Material supplied:
^^^^

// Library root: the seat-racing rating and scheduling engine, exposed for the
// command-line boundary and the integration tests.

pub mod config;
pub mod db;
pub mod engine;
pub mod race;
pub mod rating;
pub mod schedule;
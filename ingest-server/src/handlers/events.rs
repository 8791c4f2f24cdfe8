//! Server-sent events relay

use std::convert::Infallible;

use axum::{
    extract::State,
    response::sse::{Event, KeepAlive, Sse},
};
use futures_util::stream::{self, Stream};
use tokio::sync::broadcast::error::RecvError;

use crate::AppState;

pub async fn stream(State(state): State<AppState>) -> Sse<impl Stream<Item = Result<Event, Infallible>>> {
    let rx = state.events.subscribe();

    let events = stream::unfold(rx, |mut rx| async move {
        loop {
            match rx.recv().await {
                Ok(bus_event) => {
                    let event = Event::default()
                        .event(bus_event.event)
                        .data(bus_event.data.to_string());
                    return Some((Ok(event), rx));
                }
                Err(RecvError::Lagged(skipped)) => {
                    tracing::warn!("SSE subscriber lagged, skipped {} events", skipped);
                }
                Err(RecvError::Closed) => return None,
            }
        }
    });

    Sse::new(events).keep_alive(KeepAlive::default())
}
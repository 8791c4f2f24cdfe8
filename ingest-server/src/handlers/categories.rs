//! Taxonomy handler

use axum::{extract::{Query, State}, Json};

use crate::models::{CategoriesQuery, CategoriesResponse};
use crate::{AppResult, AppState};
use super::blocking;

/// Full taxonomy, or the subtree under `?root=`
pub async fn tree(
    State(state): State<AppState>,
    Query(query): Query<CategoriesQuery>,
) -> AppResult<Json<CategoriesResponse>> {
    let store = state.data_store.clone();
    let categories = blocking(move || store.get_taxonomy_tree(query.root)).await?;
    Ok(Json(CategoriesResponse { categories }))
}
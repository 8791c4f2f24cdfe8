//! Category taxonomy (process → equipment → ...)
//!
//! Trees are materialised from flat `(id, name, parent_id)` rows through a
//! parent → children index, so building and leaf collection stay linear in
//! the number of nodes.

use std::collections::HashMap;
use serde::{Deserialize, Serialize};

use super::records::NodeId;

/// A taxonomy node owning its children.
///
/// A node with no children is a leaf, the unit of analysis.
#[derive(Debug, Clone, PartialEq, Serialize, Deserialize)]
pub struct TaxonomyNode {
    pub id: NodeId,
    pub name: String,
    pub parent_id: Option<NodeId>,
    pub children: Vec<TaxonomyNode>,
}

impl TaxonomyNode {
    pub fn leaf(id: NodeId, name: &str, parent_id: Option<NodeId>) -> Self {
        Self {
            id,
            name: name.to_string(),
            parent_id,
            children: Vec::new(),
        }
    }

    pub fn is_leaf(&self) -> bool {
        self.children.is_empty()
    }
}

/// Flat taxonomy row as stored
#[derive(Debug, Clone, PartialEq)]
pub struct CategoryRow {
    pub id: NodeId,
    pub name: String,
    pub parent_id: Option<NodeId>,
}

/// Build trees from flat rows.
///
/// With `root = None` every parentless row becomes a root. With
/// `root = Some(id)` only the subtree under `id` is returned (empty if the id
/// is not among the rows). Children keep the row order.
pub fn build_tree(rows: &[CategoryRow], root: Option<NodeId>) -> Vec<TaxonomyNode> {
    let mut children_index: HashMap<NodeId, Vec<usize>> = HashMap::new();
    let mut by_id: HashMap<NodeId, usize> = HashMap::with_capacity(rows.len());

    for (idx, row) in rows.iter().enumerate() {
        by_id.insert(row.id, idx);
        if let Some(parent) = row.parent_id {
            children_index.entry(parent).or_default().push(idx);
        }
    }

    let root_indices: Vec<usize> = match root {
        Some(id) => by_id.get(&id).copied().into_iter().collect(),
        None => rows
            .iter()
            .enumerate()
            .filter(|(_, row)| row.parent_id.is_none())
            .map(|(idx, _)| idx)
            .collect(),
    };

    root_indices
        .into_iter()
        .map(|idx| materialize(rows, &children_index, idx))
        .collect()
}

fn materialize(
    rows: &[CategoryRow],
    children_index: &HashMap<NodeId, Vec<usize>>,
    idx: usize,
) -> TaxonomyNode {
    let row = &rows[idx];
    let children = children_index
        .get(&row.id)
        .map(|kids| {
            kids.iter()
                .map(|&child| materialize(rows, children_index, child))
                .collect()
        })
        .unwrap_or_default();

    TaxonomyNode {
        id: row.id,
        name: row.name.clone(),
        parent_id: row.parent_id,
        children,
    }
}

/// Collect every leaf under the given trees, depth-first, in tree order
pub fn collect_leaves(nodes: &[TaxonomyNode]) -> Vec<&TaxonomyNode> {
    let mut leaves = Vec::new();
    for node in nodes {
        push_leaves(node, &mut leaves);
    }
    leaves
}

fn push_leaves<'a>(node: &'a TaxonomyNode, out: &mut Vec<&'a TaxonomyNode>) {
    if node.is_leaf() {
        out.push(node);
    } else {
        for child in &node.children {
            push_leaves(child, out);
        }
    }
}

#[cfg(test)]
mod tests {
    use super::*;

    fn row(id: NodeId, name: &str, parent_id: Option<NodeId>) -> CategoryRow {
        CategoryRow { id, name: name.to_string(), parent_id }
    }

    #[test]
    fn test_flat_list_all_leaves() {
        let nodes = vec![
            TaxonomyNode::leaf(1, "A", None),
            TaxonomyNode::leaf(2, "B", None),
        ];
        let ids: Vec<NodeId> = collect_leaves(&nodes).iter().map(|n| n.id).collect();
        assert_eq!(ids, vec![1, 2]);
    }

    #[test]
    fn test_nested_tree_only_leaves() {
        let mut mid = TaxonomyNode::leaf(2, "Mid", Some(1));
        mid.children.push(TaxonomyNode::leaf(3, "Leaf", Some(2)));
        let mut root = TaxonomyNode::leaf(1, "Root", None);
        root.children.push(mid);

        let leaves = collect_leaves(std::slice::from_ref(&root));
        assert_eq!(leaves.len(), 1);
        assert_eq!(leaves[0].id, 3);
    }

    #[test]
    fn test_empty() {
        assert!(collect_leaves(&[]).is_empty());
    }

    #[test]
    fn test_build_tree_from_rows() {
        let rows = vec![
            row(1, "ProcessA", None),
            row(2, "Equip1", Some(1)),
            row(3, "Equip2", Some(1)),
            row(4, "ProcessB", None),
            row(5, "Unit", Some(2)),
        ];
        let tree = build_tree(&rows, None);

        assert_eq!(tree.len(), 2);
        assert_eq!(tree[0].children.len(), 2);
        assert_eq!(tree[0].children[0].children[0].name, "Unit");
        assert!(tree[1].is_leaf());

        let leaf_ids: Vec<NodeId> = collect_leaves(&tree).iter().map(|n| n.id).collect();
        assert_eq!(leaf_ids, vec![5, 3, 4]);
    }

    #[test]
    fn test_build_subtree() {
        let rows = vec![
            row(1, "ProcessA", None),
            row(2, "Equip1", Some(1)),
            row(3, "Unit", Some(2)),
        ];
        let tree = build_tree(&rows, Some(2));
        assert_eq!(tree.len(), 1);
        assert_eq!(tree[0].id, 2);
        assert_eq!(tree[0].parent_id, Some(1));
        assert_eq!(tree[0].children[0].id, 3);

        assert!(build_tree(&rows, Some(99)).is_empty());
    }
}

^^^^

Aim of the task: Repeat the records above exactly.

Task solution:
// Library root: the seat-racing rating and scheduling engine, exposed for the
// command-line boundary and the integration tests.

pub mod config;
pub mod db;
pub mod engine;
pub mod race;
pub mod rating;
pub mod schedule;
filename ingest-server/src/handlers/events.rs
repository 8791c4f2f24cdfe8
//! Server-sent events relay

use std::convert::Infallible;

use axum::{
    extract::State,
    response::sse::{Event, KeepAlive, Sse},
};
use futures_util::stream::{self, Stream};
use tokio::sync::broadcast::error::RecvError;

use crate::AppState;

pub async fn stream(State(state): State<AppState>) -> Sse<impl Stream<Item = Result<Event, Infallible>>> {
    let rx = state.events.subscribe();

    let events = stream::unfold(rx, |mut rx| async move {
        loop {
            match rx.recv().await {
                Ok(bus_event) => {
                    let event = Event::default()
                        .event(bus_event.event)
                        .data(bus_event.data.to_string());
                    return Some((Ok(event), rx));
                }
                Err(RecvError::Lagged(skipped)) => {
                    tracing::warn!("SSE subscriber lagged, skipped {} events", skipped);
                }
                Err(RecvError::Closed) => return None,
            }
        }
    });

    Sse::new(events).keep_alive(KeepAlive::default())
}
repository 8791c4f2f24cdfe8
filename ingest-server/src/handlers/categories.rs
//! Taxonomy handler

use axum::{extract::{Query, State}, Json};

use crate::models::{CategoriesQuery, CategoriesResponse};
use crate::{AppResult, AppState};
use super::blocking;

/// Full taxonomy, or the subtree under `?root=`
pub async fn tree(
    State(state): State<AppState>,
    Query(query): Query<CategoriesQuery>,
) -> AppResult<Json<CategoriesResponse>> {
    let store = state.data_store.clone();
    let categories = blocking(move || store.get_taxonomy_tree(query.root)).await?;
    Ok(Json(CategoriesResponse { categories }))
}
repository 8791c4f2f24cdfe8
//! Category taxonomy (process → equipment → ...)
//!
//! Trees are materialised from flat `(id, name, parent_id)` rows through a
//! parent → children index, so building and leaf collection stay linear in
//! the number of nodes.

use std::collections::HashMap;
use serde::{Deserialize, Serialize};

use super::records::NodeId;

/// A taxonomy node owning its children.
///
/// A node with no children is a leaf, the unit of analysis.
#[derive(Debug, Clone, PartialEq, Serialize, Deserialize)]
pub struct TaxonomyNode {
    pub id: NodeId,
    pub name: String,
    pub parent_id: Option<NodeId>,
    pub children: Vec<TaxonomyNode>,
}

impl TaxonomyNode {
    pub fn leaf(id: NodeId, name: &str, parent_id: Option<NodeId>) -> Self {
        Self {
            id,
            name: name.to_string(),
            parent_id,
            children: Vec::new(),
        }
    }

    pub fn is_leaf(&self) -> bool {
        self.children.is_empty()
    }
}

/// Flat taxonomy row as stored
#[derive(Debug, Clone, PartialEq)]
pub struct CategoryRow {
    pub id: NodeId,
    pub name: String,
    pub parent_id: Option<NodeId>,
}

/// Build trees from flat rows.
///
/// With `root = None` every parentless row becomes a root. With
/// `root = Some(id)` only the subtree under `id` is returned (empty if the id
/// is not among the rows). Children keep the row order.
pub fn build_tree(rows: &[CategoryRow], root: Option<NodeId>) -> Vec<TaxonomyNode> {
    let mut children_index: HashMap<NodeId, Vec<usize>> = HashMap::new();
    let mut by_id: HashMap<NodeId, usize> = HashMap::with_capacity(rows.len());

    for (idx, row) in rows.iter().enumerate() {
        by_id.insert(row.id, idx);
        if let Some(parent) = row.parent_id {
            children_index.entry(parent).or_default().push(idx);
        }
    }

    let root_indices: Vec<usize> = match root {
        Some(id) => by_id.get(&id).copied().into_iter().collect(),
        None => rows
            .iter()
            .enumerate()
            .filter(|(_, row)| row.parent_id.is_none())
            .map(|(idx, _)| idx)
            .collect(),
    };

    root_indices
        .into_iter()
        .map(|idx| materialize(rows, &children_index, idx))
        .collect()
}

fn materialize(
    rows: &[CategoryRow],
    children_index: &HashMap<NodeId, Vec<usize>>,
    idx: usize,
) -> TaxonomyNode {
    let row = &rows[idx];
    let children = children_index
        .get(&row.id)
        .map(|kids| {
            kids.iter()
                .map(|&child| materialize(rows, children_index, child))
                .collect()
        })
        .unwrap_or_default();

    TaxonomyNode {
        id: row.id,
        name: row.name.clone(),
        parent_id: row.parent_id,
        children,
    }
}

/// Collect every leaf under the given trees, depth-first, in tree order
pub fn collect_leaves(nodes: &[TaxonomyNode]) -> Vec<&TaxonomyNode> {
    let mut leaves = Vec::new();
    for node in nodes {
        push_leaves(node, &mut leaves);
    }
    leaves
}

fn push_leaves<'a>(node: &'a TaxonomyNode, out: &mut Vec<&'a TaxonomyNode>) {
    if node.is_leaf() {
        out.push(node);
    } else {
        for child in &node.children {
            push_leaves(child, out);
        }
    }
}

#[cfg(test)]
mod tests {
    use super::*;

    fn row(id: NodeId, name: &str, parent_id: Option<NodeId>) -> CategoryRow {
        CategoryRow { id, name: name.to_string(), parent_id }
    }

    #[test]
    fn test_flat_list_all_leaves() {
        let nodes = vec![
            TaxonomyNode::leaf(1, "A", None),
            TaxonomyNode::leaf(2, "B", None),
        ];
        let ids: Vec<NodeId> = collect_leaves(&nodes).iter().map(|n| n.id).collect();
        assert_eq!(ids, vec![1, 2]);
    }

    #[test]
    fn test_nested_tree_only_leaves() {
        let mut mid = TaxonomyNode::leaf(2, "Mid", Some(1));
        mid.children.push(TaxonomyNode::leaf(3, "Leaf", Some(2)));
        let mut root = TaxonomyNode::leaf(1, "Root", None);
        root.children.push(mid);

        let leaves = collect_leaves(std::slice::from_ref(&root));
        assert_eq!(leaves.len(), 1);
        assert_eq!(leaves[0].id, 3);
    }

    #[test]
    fn test_empty() {
        assert!(collect_leaves(&[]).is_empty());
    }

    #[test]
    fn test_build_tree_from_rows() {
        let rows = vec![
            row(1, "ProcessA", None),
            row(2, "Equip1", Some(1)),
            row(3, "Equip2", Some(1)),
            row(4, "ProcessB", None),
            row(5, "Unit", Some(2)),
        ];
        let tree = build_tree(&rows, None);

        assert_eq!(tree.len(), 2);
        assert_eq!(tree[0].children.len(), 2);
        assert_eq!(tree[0].children[0].children[0].name, "Unit");
        assert!(tree[1].is_leaf());

        let leaf_ids: Vec<NodeId> = collect_leaves(&tree).iter().map(|n| n.id).collect();
        assert_eq!(leaf_ids, vec![5, 3, 4]);
    }

    #[test]
    fn test_build_subtree() {
        let rows = vec![
            row(1, "ProcessA", None),
            row(2, "Equip1", Some(1)),
            row(3, "Unit", Some(2)),
        ];
        let tree = build_tree(&rows, Some(2));
        assert_eq!(tree.len(), 1);
        assert_eq!(tree[0].id, 2);
        assert_eq!(tree[0].parent_id, Some(1));
        assert_eq!(tree[0].children[0].id, 3);

        assert!(build_tree(&rows, Some(99)).is_empty());
    }
}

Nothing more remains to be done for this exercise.